Est-ce donc un hasard si Till Charlier, avec encre de Chine et plume, porte un œil satirique sur la société à travers des fables animalières si délicieusement humaines ? Il nous présentera son œuvre en présence de son professeur. D’ores et déjà nous le félicitons chaleureusement pour son talent d’illustrateur doublé d’une analyse sociétale tout à fait intéressante.

 

Il arrive que la création littéraire soit une lumière dans les épreuves de la vie, elle apparaît alors comme une bouée de sauvetage, un arrêt salutaire dans le quotidien à la condition expresse que l’auteur puisse cueillir les fruits de son verger personnel.

 

Il en est ainsi pour Sonia Pelletier-Gautier, lauréate du Grand Prix de notre Compagnie. Médiéviste, elle a fait ses études à l’université Marc Bloch de Strasbourg sous la direction du Professeur Francis Rapp. Son mémoire de maîtrise : « L’Eglise et la vie religieuse à Guebwiller à la fin du Moyen Age » a été primé par le Conseil général du Haut-Rhin et fut publié en 1988 par la Société Savante des Régions de l’Est .

Sonia Pelletier-Gautier a commis de nombreux articles dans des revues spécialisées et s’est engagée dans la création du musée du Florival (musée Théodore Deck) de même que dans de multiples fouilles archéologiques.

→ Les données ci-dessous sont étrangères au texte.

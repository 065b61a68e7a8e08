//! # Demo: timers
//!
//! Interval timers (eager vs lazy) and an oracle-scheduled timer.
//!
//! ## Run
//! ```bash
//! cargo run --example timers
//! ```

use std::sync::Arc;
use std::time::{Duration, SystemTime};

use servisor::{ActivitySpec, FireMode, Service, Supervised, TimerOracle};

/// Toy oracle: fires every 700ms, forever. A real implementation would wrap a
/// parsed crontab expression and a timezone.
struct EveryEvening;

impl TimerOracle for EveryEvening {
    fn next_fire_after(&self, now: SystemTime) -> Option<SystemTime> {
        Some(now + Duration::from_millis(700))
    }
}

struct Clocks;

impl Service for Clocks {
    fn declare_activities(&self) -> Vec<ActivitySpec> {
        vec![
            ActivitySpec::interval(
                "eager",
                Duration::from_millis(500),
                FireMode::Eager,
                |_ctx| async {
                    println!("[eager] tick");
                    Ok(())
                },
            ),
            ActivitySpec::interval(
                "lazy",
                Duration::from_millis(500),
                FireMode::Lazy,
                |_ctx| async {
                    println!("[lazy] tick");
                    Ok(())
                },
            ),
            ActivitySpec::cron("cron", Arc::new(EveryEvening), |_ctx| async {
                println!("[cron] scheduled fire");
                Ok(())
            }),
        ]
    }
}

#[tokio::main(flavor = "current_thread")]
async fn main() -> anyhow::Result<()> {
    let svc = Supervised::new(Clocks);
    svc.start().await?;

    tokio::time::sleep(Duration::from_millis(2200)).await;

    for info in svc.activities() {
        println!("[main] {} last ran at {:?}", info.name, info.ran_at);
    }

    svc.stop().await;
    Ok(())
}
//! # SubscriberSet: non-blocking fan-out over multiple subscribers.
//!
//! [`SubscriberSet`] pipes a tree's event bus into per-subscriber bounded
//! queues, each drained by its own worker task.
//!
//! ## What it guarantees
//! - Publishing never waits on a subscriber.
//! - Per-subscriber FIFO.
//! - Panics inside subscribers are caught and logged.
//!
//! ## What it does not guarantee
//! - No global ordering across different subscribers.
//! - No retries on queue overflow: the event is dropped for that subscriber.
//!
//! ```text
//!    Bus ──► pipe task
//!              ├──► [queue S1] ─► worker S1 ─► on_event()
//!              ├──► [queue S2] ─► worker S2 ─► on_event()
//!              └──► [queue SN] ─► worker SN ─► on_event()
//! ```

use std::sync::Arc;

use futures::FutureExt;
use tokio::sync::{broadcast, mpsc};
use tokio::task::JoinHandle;

use crate::events::{Bus, Event};

use super::Subscribe;

struct SubscriberChannel {
    name: &'static str,
    sender: mpsc::Sender<Arc<Event>>,
}

/// Fan-out over a set of subscribers, fed from one tree's bus.
///
/// Dropping the set closes the queues; workers exit after draining them.
pub struct SubscriberSet {
    channels: Arc<Vec<SubscriberChannel>>,
    workers: Vec<JoinHandle<()>>,
    pipe: JoinHandle<()>,
}

impl SubscriberSet {
    /// Spawns one worker per subscriber plus the bus pipe.
    #[must_use]
    pub fn new(subs: Vec<Arc<dyn Subscribe>>, bus: Bus) -> Self {
        let mut channels = Vec::with_capacity(subs.len());
        let mut workers = Vec::with_capacity(subs.len());

        for sub in subs {
            let capacity = sub.queue_capacity().max(1);
            let name = sub.name();
            let (tx, mut rx) = mpsc::channel::<Arc<Event>>(capacity);

            let worker = tokio::spawn(async move {
                while let Some(ev) = rx.recv().await {
                    let fut = sub.on_event(ev.as_ref());
                    if std::panic::AssertUnwindSafe(fut).catch_unwind().await.is_err() {
                        tracing::error!(subscriber = sub.name(), "subscriber panicked");
                    }
                }
            });

            channels.push(SubscriberChannel { name, sender: tx });
            workers.push(worker);
        }

        let channels = Arc::new(channels);
        let pipe = {
            let channels = Arc::clone(&channels);
            let mut rx = bus.subscribe();
            tokio::spawn(async move {
                loop {
                    match rx.recv().await {
                        Ok(ev) => Self::fan_out(&channels, ev),
                        Err(broadcast::error::RecvError::Closed) => break,
                        Err(broadcast::error::RecvError::Lagged(skipped)) => {
                            tracing::warn!(skipped, "subscriber pipe lagged; skipping old events");
                        }
                    }
                }
            })
        };

        Self {
            channels,
            workers,
            pipe,
        }
    }

    /// Hands one event to every subscriber queue without waiting.
    fn fan_out(channels: &[SubscriberChannel], event: Event) {
        let ev = Arc::new(event);
        for channel in channels {
            match channel.sender.try_send(Arc::clone(&ev)) {
                Ok(()) => {}
                Err(mpsc::error::TrySendError::Full(_)) => {
                    tracing::warn!(subscriber = channel.name, "queue full; event dropped");
                }
                Err(mpsc::error::TrySendError::Closed(_)) => {
                    tracing::warn!(subscriber = channel.name, "queue closed; event dropped");
                }
            }
        }
    }

    /// Number of attached subscribers.
    pub fn len(&self) -> usize {
        self.channels.len()
    }

    /// True when no subscribers are attached.
    pub fn is_empty(&self) -> bool {
        self.channels.is_empty()
    }
}

impl Drop for SubscriberSet {
    fn drop(&mut self) {
        self.pipe.abort();
        // Workers exit on their own once the senders drop with self.
        for worker in &self.workers {
            worker.abort();
        }
    }
}
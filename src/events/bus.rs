//! Event bus for broadcasting lifecycle events within one service tree.
//!
//! [`Bus`] is a thin wrapper around [`tokio::sync::broadcast`]. Every node in
//! a tree publishes to the same bus: the root creates it, children adopt it
//! when they are attached. There is deliberately no process-global bus —
//! embedding several trees in one host keeps them fully isolated.
//!
//! - [`Bus::publish`] sends to all subscribers without blocking.
//! - [`Bus::subscribe`] creates a receiver for consuming events.

use tokio::sync::broadcast;

use crate::events::Event;

/// Broadcast channel for one service tree's events.
#[derive(Clone, Debug)]
pub struct Bus {
    tx: broadcast::Sender<Event>,
}

impl Bus {
    /// Creates a bus with the given ring-buffer capacity (clamped to ≥ 1).
    pub fn new(capacity: usize) -> Self {
        let (tx, _rx) = broadcast::channel(capacity.max(1));
        Self { tx }
    }

    /// Publishes an event to all subscribers.
    ///
    /// A bus with no subscribers silently drops the event.
    pub fn publish(&self, ev: Event) {
        let _ = self.tx.send(ev);
    }

    /// Subscribes to the bus, receiving events published after this call.
    pub fn subscribe(&self) -> broadcast::Receiver<Event> {
        self.tx.subscribe()
    }
}
//! # Error types used by the supervision engine and by service code.
//!
//! Two enums, split by who raises them:
//!
//! - [`ServiceError`] errors raised by the lifecycle engine itself.
//! - [`ActivityError`] errors raised inside hooks and activity bodies.
//!
//! Both provide `as_label()` for logs/metrics. [`ServiceError`] additionally
//! exposes `is_cancellation()` so callers can tell a cooperative abort from a
//! genuine failure.

use std::sync::Arc;
use std::time::Duration;

use thiserror::Error;

use crate::state::ServiceState;

/// # Errors produced by the lifecycle engine.
///
/// These are the failure kinds a caller of `start()`/`stop()`/`restart()` or a
/// crashed service's `crash_reason()` can observe.
#[non_exhaustive]
#[derive(Error, Debug, Clone)]
pub enum ServiceError {
    /// Operation is not allowed in the service's current state.
    #[error("cannot {op} while {state}")]
    InvalidState {
        /// The attempted operation.
        op: &'static str,
        /// State the service was in.
        state: ServiceState,
    },

    /// Malformed input: zero timer period, empty activity name, and similar.
    #[error("invalid argument: {reason}")]
    InvalidArgument {
        /// What was wrong with the input.
        reason: String,
    },

    /// A child service failed to start or crashed; carries the child's error.
    #[error("dependency '{child}' failed: {cause}")]
    DependencyFailure {
        /// Name of the failed child.
        child: String,
        /// The child's underlying error.
        cause: Arc<ServiceError>,
    },

    /// A background activity raised; carries the activity name and its error.
    #[error("activity '{activity}' crashed: {cause}")]
    ActivityCrash {
        /// Display name of the crashed activity.
        activity: String,
        /// The originating error.
        cause: ActivityError,
    },

    /// Cooperative cancellation interrupted start or stop.
    #[error("cancelled during {during}")]
    Cancelled {
        /// Phase that was interrupted.
        during: &'static str,
    },

    /// Shutdown exceeded its deadline; lists activities that required force-cancel.
    #[error("shutdown deadline {deadline:?} exceeded; force-cancelled: {stuck:?}")]
    Timeout {
        /// The deadline that elapsed.
        deadline: Duration,
        /// Activities that did not stop in time.
        stuck: Vec<String>,
    },
}

impl ServiceError {
    /// Returns a short stable label (snake_case) for logs and metrics.
    pub fn as_label(&self) -> &'static str {
        match self {
            ServiceError::InvalidState { .. } => "invalid_state",
            ServiceError::InvalidArgument { .. } => "invalid_argument",
            ServiceError::DependencyFailure { .. } => "dependency_failure",
            ServiceError::ActivityCrash { .. } => "activity_crash",
            ServiceError::Cancelled { .. } => "cancelled",
            ServiceError::Timeout { .. } => "timeout",
        }
    }

    /// True if this error represents cooperative cancellation rather than a fault.
    pub fn is_cancellation(&self) -> bool {
        matches!(self, ServiceError::Cancelled { .. })
    }

    pub(crate) fn invalid_argument(reason: impl Into<String>) -> Self {
        ServiceError::InvalidArgument {
            reason: reason.into(),
        }
    }
}

/// # Errors produced inside hooks and activity bodies.
///
/// Service code returns these; the engine wraps them into
/// [`ServiceError::ActivityCrash`] when they escape a supervised activity.
#[non_exhaustive]
#[derive(Error, Debug, Clone)]
pub enum ActivityError {
    /// The body failed. Crashes the owning service.
    #[error("{reason}")]
    Failed {
        /// Human-readable failure description.
        reason: String,
    },

    /// The body observed cancellation and unwound.
    ///
    /// Not a fault: the runner treats this as normal termination.
    #[error("cancelled")]
    Cancelled,
}

impl ActivityError {
    /// Builds a failure from a reason string.
    pub fn failed(reason: impl Into<String>) -> Self {
        ActivityError::Failed {
            reason: reason.into(),
        }
    }

    /// Builds a failure from any displayable error.
    pub fn other(err: impl std::fmt::Display) -> Self {
        ActivityError::Failed {
            reason: err.to_string(),
        }
    }

    /// Returns a short stable label.
    pub fn as_label(&self) -> &'static str {
        match self {
            ActivityError::Failed { .. } => "activity_failed",
            ActivityError::Cancelled => "activity_cancelled",
        }
    }

    /// True for the cooperative-cancellation variant.
    pub fn is_cancellation(&self) -> bool {
        matches!(self, ActivityError::Cancelled)
    }
}

impl From<ServiceError> for ActivityError {
    fn from(e: ServiceError) -> Self {
        match e {
            ServiceError::Cancelled { .. } => ActivityError::Cancelled,
            other => ActivityError::Failed {
                reason: other.to_string(),
            },
        }
    }
}
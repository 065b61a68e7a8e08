//! Embedding API: start/join/stop handles and scoped runs.

use std::sync::atomic::{AtomicUsize, Ordering};
use std::sync::Arc;
use std::time::Duration;

use servisor::{
    run_scoped, start_system, ActivitySpec, Service, ServiceError, ServiceState, Supervised,
};

/// Finishes one short job and stops itself.
struct Job;

impl Service for Job {
    fn declare_activities(&self) -> Vec<ActivitySpec> {
        vec![ActivitySpec::task("job", |_ctx| async {
            tokio::time::sleep(Duration::from_millis(40)).await;
            Ok(())
        })
        .one_shot()
        .stop_service_on_exit()]
    }
}

/// Idles until told to stop.
struct Idle;

impl Service for Idle {
    fn declare_activities(&self) -> Vec<ActivitySpec> {
        vec![ActivitySpec::task("idle", |ctx| async move {
            while !ctx.should_stop() {
                ctx.sleep(Duration::from_millis(25)).await;
            }
            Ok(())
        })]
    }
}

#[tokio::test]
async fn join_completes_when_the_tree_shuts_down() {
    let handle = start_system(Supervised::new(Job)).await.expect("start");

    tokio::time::timeout(Duration::from_secs(2), handle.join())
        .await
        .expect("join completes");
    assert_eq!(handle.node().state(), ServiceState::Shutdown);

    // The host's loop stays usable afterwards.
    tokio::time::sleep(Duration::from_millis(10)).await;
}

#[tokio::test]
async fn handle_stop_is_awaitable_from_several_tasks() {
    let handle = start_system(Supervised::new(Idle)).await.expect("start");

    let joiner = {
        let handle = handle.clone();
        tokio::spawn(async move { handle.join().await })
    };
    handle.stop().await;
    tokio::time::timeout(Duration::from_secs(2), joiner)
        .await
        .expect("joiner released")
        .expect("joiner task");
    assert!(handle.node().is_stopped());
}

#[tokio::test]
async fn run_scoped_stops_the_tree_on_success() {
    let node = Supervised::new(Idle);
    let seen = Arc::new(AtomicUsize::new(0));

    let result = run_scoped(node.clone(), |node| {
        let seen = Arc::clone(&seen);
        async move {
            assert_eq!(node.state(), ServiceState::Running);
            seen.fetch_add(1, Ordering::SeqCst);
            Ok(42)
        }
    })
    .await
    .expect("scoped run");

    assert_eq!(result, 42);
    assert_eq!(seen.load(Ordering::SeqCst), 1);
    assert!(node.is_stopped());
}

#[tokio::test]
async fn run_scoped_stops_the_tree_on_error() {
    let node = Supervised::new(Idle);

    let result: Result<(), ServiceError> = run_scoped(node.clone(), |_node| async {
        Err(ServiceError::InvalidArgument {
            reason: "host gave up".to_string(),
        })
    })
    .await;

    assert!(result.is_err());
    assert!(node.is_stopped(), "stop must run on the error path");
}

#[tokio::test]
async fn run_scoped_stops_the_tree_on_panic() {
    let node = Supervised::new(Idle);
    let node_for_scope = node.clone();

    let outcome = tokio::spawn(async move {
        run_scoped(node_for_scope, |node| async move {
            if node.state() == ServiceState::Running {
                panic!("host code exploded");
            }
            Ok(())
        })
        .await
    })
    .await;

    assert!(outcome.is_err(), "panic resumes after cleanup");
    tokio::time::timeout(Duration::from_secs(2), node.wait_until_stopped())
        .await
        .expect("stop must run on the panic path");
}

#[tokio::test]
async fn two_trees_coexist_in_one_host() {
    let one = start_system(Supervised::new(Idle)).await.expect("one");
    let two = start_system(Supervised::new(Idle)).await.expect("two");

    one.stop().await;
    assert!(one.node().is_stopped());
    assert_eq!(two.node().state(), ServiceState::Running);
    two.stop().await;
}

Professeur d’histoire et de géographie au lycée Théodore Deck de Guebwiller, elle a mené un nombre important de projets pédagogiques.

Sa riche bibliographie comporte des articles, la participation à des ouvrages collectifs, et enfin la parution de deux « trilogies » l’une en 2008 qui fait l’objet de ce prix et l’autre « Pierre ou le Souffle d’une Vie » à paraître en 2009 et 2010.

Son œuvre « Les dilemmes de l’Inquisiteur », en trois tomes parus aux Editions Pierregord, a été distinguée à l’unanimité du Jury. L’auteur a su allier rigueur universitaire et imagination pour créer une fiction vraisemblable qui plonge le lecteur au cœur d’un procès en sorcellerie dans le Saint Empire romain germanique au XVe siècle, à l’aube de l’humanisme rhénan.

Sans contestation, il s’agit d’une œuvre magistrale que l’auteur présente ainsi : « … À côté de la procédure décrite minutieusement à partir du manuel du grand Inquisiteur Jacques Sprenger, j’ai souhaité faire connaître la petite Histoire, des rites calendaires aux voyages obligatoires des paroissiens à l’Evêché de Bâle pour régler toutes sortes d’impôts… »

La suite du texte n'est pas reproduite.